Diciotto anni, tre gradi di giudizio, due assoluzioni e una condanna definitiva. E ora, all’improvviso, una nuova ipotesi investigativa. La vicenda dell’omicidio di Chiara Poggi, uccisa il 13 agosto 2007 a Garlasco, sembra non trovare mai pace. Dopo dieci anni di carcere scontati da Alberto Stasi, ex fidanzato della vittima condannato in via definitiva nel 2015, le dichiarazioni di un testimone — raccolte negli ultimi mesi — riaprono interrogativi e creano nuovi squarci nel racconto giudiziario che sembrava ormai chiuso.
L’ignoto 3, le intercettazioni e il medico dei Cappa
Il testimone, ascoltato dalla difesa di Stasi e da un consulente di parte, avrebbe riferito di aver visto nei pressi della villetta della famiglia Poggi, la mattina del delitto, un uomo mai identificato. Elemento che ha innescato nuove richieste d’analisi sul DNA trovato sulle unghie di Chiara e su altri reperti, da tempo sotto sigillo. Intanto, nuove intercettazioni telefoniche tra Stefania Cappa, cugina della vittima, e un medico sostituto di base, sono finite agli atti. Proprio quel medico, Davide Ghigna, ha rotto il silenzio nei giorni scorsi, dichiarando pubblicamente di non aver voluto “assecondare tentativi di convincerlo a ricordare ciò che non ricordava”, aggiungendo: “Se c’è stato un tentativo di indirizzare i miei ricordi, non è andato a buon fine”.

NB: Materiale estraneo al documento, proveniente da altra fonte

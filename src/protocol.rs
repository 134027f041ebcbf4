//! # Wire Protocol
//!
//! Every WebSocket text frame is a JSON object with an `eventType`
//! discriminator.
//!
//! ## Client → Server:
//! - `CONNECT { id }`: joins a logical "space" (a label, not a key)
//! - `STREAM { mediaSourceType, encodedMediaChunk }`: one base64 media chunk
//! - `REQUEST_AUDIO_STREAM_PLAYBACK {}`: stream the playback asset back
//! - `CLOSE {}`: finish the session
//!
//! ## Server → Client:
//! - `AUDIO_STREAM_PAYLOAD { audioChunk }`: one base64 chunk of raw PCM

use base64::engine::general_purpose::STANDARD as BASE64;
use base64::Engine;
use serde::{Deserialize, Serialize};
use std::fmt;

/// Media type carried by a `STREAM` event.
#[derive(Debug, Clone, Copy, PartialEq, Eq, Hash, Serialize, Deserialize)]
#[serde(rename_all = "SCREAMING_SNAKE_CASE")]
pub enum MediaSourceType {
    Audio,
    Video,
}

impl MediaSourceType {
    pub fn as_str(&self) -> &'static str {
        match self {
            MediaSourceType::Audio => "AUDIO",
            MediaSourceType::Video => "VIDEO",
        }
    }
}

impl fmt::Display for MediaSourceType {
    fn fmt(&self, f: &mut fmt::Formatter<'_>) -> fmt::Result {
        f.write_str(self.as_str())
    }
}

/// Events a client may send.
#[derive(Debug, Clone, PartialEq, Serialize, Deserialize)]
#[serde(tag = "eventType", rename_all = "SCREAMING_SNAKE_CASE")]
pub enum ClientEvent {
    Connect {
        id: String,
    },
    Stream {
        #[serde(rename = "mediaSourceType")]
        media_source_type: MediaSourceType,
        #[serde(rename = "encodedMediaChunk")]
        encoded_media_chunk: String,
    },
    RequestAudioStreamPlayback,
    Close,
}

const KNOWN_EVENT_TYPES: [&str; 4] = ["CONNECT", "STREAM", "REQUEST_AUDIO_STREAM_PLAYBACK", "CLOSE"];

/// Events the server sends.
#[derive(Debug, Clone, PartialEq, Serialize, Deserialize)]
#[serde(tag = "eventType", rename_all = "SCREAMING_SNAKE_CASE")]
pub enum ServerEvent {
    AudioStreamPayload {
        #[serde(rename = "audioChunk")]
        audio_chunk: String,
    },
}

impl ServerEvent {
    /// Wrap raw PCM bytes as an `AUDIO_STREAM_PAYLOAD`.
    pub fn audio_payload(chunk: &[u8]) -> Self {
        ServerEvent::AudioStreamPayload {
            audio_chunk: BASE64.encode(chunk),
        }
    }
}

/// Result of parsing one inbound frame that was at least well-formed JSON
/// with an `eventType`.
#[derive(Debug, Clone, PartialEq)]
pub enum Inbound {
    Event(ClientEvent),
    /// Well-formed, but the discriminator is not one we handle
    Unrecognized(String),
}

/// Why an inbound frame could not be understood.
#[derive(Debug)]
pub enum ProtocolError {
    /// Not JSON, or no string `eventType`
    Malformed(String),
    /// Known `eventType` with missing or invalid fields
    InvalidEvent { event_type: String, reason: String },
    /// `encodedMediaChunk` is not valid base64
    InvalidChunk(String),
}

impl fmt::Display for ProtocolError {
    fn fmt(&self, f: &mut fmt::Formatter<'_>) -> fmt::Result {
        match self {
            ProtocolError::Malformed(msg) => write!(f, "malformed message: {}", msg),
            ProtocolError::InvalidEvent { event_type, reason } => {
                write!(f, "invalid {} event: {}", event_type, reason)
            }
            ProtocolError::InvalidChunk(msg) => write!(f, "invalid media chunk: {}", msg),
        }
    }
}

impl std::error::Error for ProtocolError {}

#[derive(Deserialize)]
struct Envelope {
    #[serde(rename = "eventType")]
    event_type: String,
}

/// Parse one inbound text frame.
///
/// Unknown discriminators are reported separately from malformed payloads so
/// the caller can log them at a lower severity.
pub fn parse_inbound(text: &str) -> Result<Inbound, ProtocolError> {
    let envelope: Envelope =
        serde_json::from_str(text).map_err(|e| ProtocolError::Malformed(e.to_string()))?;

    if !KNOWN_EVENT_TYPES.contains(&envelope.event_type.as_str()) {
        return Ok(Inbound::Unrecognized(envelope.event_type));
    }

    serde_json::from_str::<ClientEvent>(text)
        .map(Inbound::Event)
        .map_err(|e| ProtocolError::InvalidEvent {
            event_type: envelope.event_type,
            reason: e.to_string(),
        })
}

/// Decode the base64 payload of a `STREAM` event.
pub fn decode_chunk(encoded: &str) -> Result<Vec<u8>, ProtocolError> {
    BASE64
        .decode(encoded.trim())
        .map_err(|e| ProtocolError::InvalidChunk(e.to_string()))
}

La sensazione, netta, è che ci si trovi in un labirinto senza uscita, dove ogni nuova traccia apre piste e solleva ombre sul passato. A fare da eco ai dubbi, è stato anche il ministro della Giustizia Carlo Nordio, che — nel corso di un intervento a Marina di Pietrasanta — ha commentato con toni netti: “Comunque finisca, finirà male. L’imputato condannato che si è fatto già 10 anni ora forse non è il colpevole. È emersa la seconda ipotesi, oggi potrebbe esserci un terzo. Dopo 18 anni un esame del Dna la vedo dura da dimostrare”.
Il ministro ha sottolineato la lentezza e la complessità di un’inchiesta che definisce “lunga, costosissima e dolorosa”, ricordando come Stasi fosse stato assolto due volte prima della condanna definitiva. Una riflessione amara, che tocca il cuore di uno dei temi più spinosi della giustizia italiana: la credibilità del sistema giudiziario, quando arriva a colpire con una sentenza irrevocabile per poi mostrare, anni dopo, possibili falle e alternative.

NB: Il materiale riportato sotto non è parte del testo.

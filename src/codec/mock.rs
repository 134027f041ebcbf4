//! In-memory codec bridge for tests.

use super::{CodecBridge, CodecError, DecodeJob, DecodeStream, EncodeJob};
use async_trait::async_trait;
use std::collections::VecDeque;
use std::sync::atomic::{AtomicBool, Ordering};
use std::sync::{Arc, Mutex};
use std::time::Duration;

/// Snapshot of one encode call.
#[derive(Debug, Clone)]
pub struct RecordedEncode {
    pub job: EncodeJob,
    /// Frame file names present in `frames_dir` when the encoder ran, sorted
    pub frames_seen: Vec<String>,
}

/// Codec bridge that never spawns a process.
///
/// Encode writes a small placeholder file at the job's output path unless
/// configured to fail. Decode hands out a [`MockDecodeStream`] with the
/// configured chunks.
#[derive(Default)]
pub struct MockCodecBridge {
    fail_encode: bool,
    encode_delay: Option<Duration>,
    decode_chunks: Vec<Vec<u8>>,
    hold_decoder_open: bool,
    asset_missing: bool,
    encodes: Mutex<Vec<RecordedEncode>>,
    decoders_killed: Mutex<Vec<Arc<AtomicBool>>>,
}

impl MockCodecBridge {
    pub fn new() -> Self {
        Self::default()
    }

    pub fn failing_encode(mut self) -> Self {
        self.fail_encode = true;
        self
    }

    pub fn with_encode_delay(mut self, delay: Duration) -> Self {
        self.encode_delay = Some(delay);
        self
    }

    /// Chunks each decoder yields; with `hold_open` the decoder then hangs until killed.
    pub fn with_decode_output(mut self, chunks: Vec<Vec<u8>>, hold_open: bool) -> Self {
        self.decode_chunks = chunks;
        self.hold_decoder_open = hold_open;
        self
    }

    /// Every decode fails as if the playback asset did not exist.
    pub fn with_missing_asset(mut self) -> Self {
        self.asset_missing = true;
        self
    }

    pub fn encodes(&self) -> Vec<RecordedEncode> {
        self.encodes.lock().unwrap().clone()
    }

    /// Kill flags of every decoder started so far, in start order.
    pub fn decoder_kill_flags(&self) -> Vec<Arc<AtomicBool>> {
        self.decoders_killed.lock().unwrap().clone()
    }
}

#[async_trait]
impl CodecBridge for MockCodecBridge {
    async fn encode_frames(&self, job: &EncodeJob) -> Result<(), CodecError> {
        let mut frames_seen: Vec<String> = std::fs::read_dir(&job.frames_dir)?
            .filter_map(|entry| entry.ok())
            .map(|entry| entry.file_name().to_string_lossy().to_string())
            .collect();
        frames_seen.sort();

        self.encodes.lock().unwrap().push(RecordedEncode {
            job: job.clone(),
            frames_seen,
        });

        if let Some(delay) = self.encode_delay {
            tokio::time::sleep(delay).await;
        }

        if self.fail_encode {
            return Err(CodecError::ProcessFailed {
                status: "exit status: 1".to_string(),
                stderr: "mock encoder failure".to_string(),
            });
        }

        tokio::fs::write(&job.output, b"mock video").await?;
        Ok(())
    }

    async fn start_decode(&self, job: &DecodeJob) -> Result<Box<dyn DecodeStream>, CodecError> {
        if self.asset_missing || job.source.as_os_str().is_empty() {
            return Err(CodecError::AssetMissing(job.source.clone()));
        }
        let stream = MockDecodeStream::new(self.decode_chunks.clone(), self.hold_decoder_open);
        self.decoders_killed.lock().unwrap().push(stream.killed_flag());
        Ok(Box::new(stream))
    }
}

/// Decoder that yields canned chunks.
pub struct MockDecodeStream {
    chunks: VecDeque<Vec<u8>>,
    hold_open: bool,
    killed: Arc<AtomicBool>,
}

impl MockDecodeStream {
    pub fn new(chunks: Vec<Vec<u8>>, hold_open: bool) -> Self {
        Self {
            chunks: chunks.into(),
            hold_open,
            killed: Arc::new(AtomicBool::new(false)),
        }
    }

    pub fn killed_flag(&self) -> Arc<AtomicBool> {
        self.killed.clone()
    }
}

#[async_trait]
impl DecodeStream for MockDecodeStream {
    async fn next_chunk(&mut self) -> Option<Vec<u8>> {
        if self.killed.load(Ordering::SeqCst) {
            return None;
        }
        if let Some(chunk) = self.chunks.pop_front() {
            return Some(chunk);
        }
        if self.hold_open {
            std::future::pending::<()>().await;
        }
        None
    }

    async fn kill(&mut self) {
        self.killed.store(true, Ordering::SeqCst);
    }
}
//! # External Codec Bridge
//!
//! Actual audio/video encoding is delegated to an external tool (ffmpeg).
//! This module defines the boundary the rest of the server talks to, so that
//! session logic can be tested without a real binary.
//!
//! ## Two independent modes:
//! - **Encode**: an ordered directory of frame files becomes one video
//!   container. The caller suspends until the process exits.
//! - **Decode**: an audio asset becomes a stream of raw PCM chunks that are
//!   forwarded to the client as soon as they arrive. The returned stream can
//!   be forcefully killed.

pub mod ffmpeg;
pub mod playback;

#[cfg(test)]
pub mod mock;

use async_trait::async_trait;
use std::fmt;
use std::path::PathBuf;

pub use ffmpeg::FfmpegBridge;
pub use playback::PlaybackPipeline;

/// Quality and timing knobs for video assembly.
#[derive(Debug, Clone, PartialEq)]
pub struct VideoEncodeParams {
    /// Input frame rate of the frame sequence
    pub frame_rate: u32,
    /// Encoder speed preset (fast presets keep finalize latency low)
    pub preset: String,
    /// Constant rate factor
    pub crf: u8,
    /// Output pixel format
    pub pixel_format: String,
}

/// Output format of the playback decoder (always signed 16-bit little-endian PCM).
#[derive(Debug, Clone, PartialEq)]
pub struct PcmDecodeParams {
    pub sample_rate: u32,
    pub channels: u16,
    /// Upper bound on the size of one forwarded chunk
    pub chunk_bytes: usize,
}

/// One video assembly request.
#[derive(Debug, Clone)]
pub struct EncodeJob {
    /// Directory holding the frame files
    pub frames_dir: PathBuf,
    /// printf-style input pattern inside `frames_dir`, e.g. `%06d.jpg`
    pub frame_pattern: String,
    /// Number of frames the recorder wrote
    pub frame_count: u64,
    /// Destination container path
    pub output: PathBuf,
    pub params: VideoEncodeParams,
}

/// One playback request.
#[derive(Debug, Clone)]
pub struct DecodeJob {
    pub source: PathBuf,
    pub params: PcmDecodeParams,
}

/// Errors reported by a codec bridge.
#[derive(Debug)]
pub enum CodecError {
    /// The external binary could not be found
    NotFound(String),
    /// The process could not be started
    SpawnFailed(String),
    /// The process ran and exited unsuccessfully
    ProcessFailed { status: String, stderr: String },
    /// The input asset for decoding does not exist
    AssetMissing(PathBuf),
    Io(std::io::Error),
}

impl fmt::Display for CodecError {
    fn fmt(&self, f: &mut fmt::Formatter<'_>) -> fmt::Result {
        match self {
            CodecError::NotFound(binary) => write!(f, "codec binary not found: {}", binary),
            CodecError::SpawnFailed(msg) => write!(f, "failed to start codec process: {}", msg),
            CodecError::ProcessFailed { status, stderr } => {
                write!(f, "codec process exited with {}: {}", status, stderr)
            }
            CodecError::AssetMissing(path) => {
                write!(f, "playback asset not found: {}", path.display())
            }
            CodecError::Io(err) => write!(f, "codec I/O error: {}", err),
        }
    }
}

impl std::error::Error for CodecError {}

impl From<std::io::Error> for CodecError {
    fn from(err: std::io::Error) -> Self {
        CodecError::Io(err)
    }
}

/// A running decode process, exposed as a sequence of binary chunks.
#[async_trait]
pub trait DecodeStream: Send {
    /// Next chunk of decoder output; `None` once the process has exited.
    ///
    /// Must be cancel-safe: the playback pump races it against a kill request.
    async fn next_chunk(&mut self) -> Option<Vec<u8>>;

    /// Forcefully terminate the process and reap it.
    async fn kill(&mut self);
}

/// The boundary to the external encoder/decoder.
#[async_trait]
pub trait CodecBridge: Send + Sync {
    /// Assemble the frame sequence into a video container.
    async fn encode_frames(&self, job: &EncodeJob) -> Result<(), CodecError>;

    /// Start decoding an asset to raw PCM.
    async fn start_decode(&self, job: &DecodeJob) -> Result<Box<dyn DecodeStream>, CodecError>;
}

Una giustizia da riformare: la separazione delle carriere
Proprio dalla vicenda Garlasco Nordio è passato a parlare della riforma della giustizia, in particolare della separazione delle carriere tra giudici e pubblici ministeri, recentemente approvata alla Camera e in arrivo in Senato il 22 luglio. “È stata una riforma sofferta – ha ammesso il ministro – ma la porteremo a termine entro questa legislatura. Spero anche che ci sia un referendum, è giusto che si esprima il popolo italiano”.
Una riforma che, nelle intenzioni del governo, dovrebbe ridisegnare la struttura del Consiglio Superiore della Magistratura e separare in maniera netta le funzioni inquirenti da quelle giudicanti, mettendo fine a una commistione che da decenni genera critiche trasversali. Ma che, inevitabilmente, divide anche la stessa magistratura.
Nordio e i problemi del sistema carcerario
Nordio ha inoltre evidenziato la grave crisi del sistema carcerario, con 60.000 detenuti a fronte di una capienza di 50.000 e difficoltà croniche nella costruzione di nuovi penitenziari. “In Italia costruire un carcere è un’impresa diabolica”, ha ammesso, denunciando vincoli urbanistici, ambientali e politici che bloccano ogni iniziativa.
E sul caso Almasri, l’italo-palestinese accusato di terrorismo e la cui estradizione è al centro di un procedimento che coinvolge lo stesso ministro, Nordio ha ribadito: “Attendo con grande serenità e senza ansia la decisione del tribunale dei ministri. Quel che sarà sarà”.
Parole che suonano come un appello alla chiarezza. Per Garlasco, per la giustizia, per un sistema che ha bisogno di ritrovare il proprio equilibrio — tra rigore e garanzie, tra legalità e umanità.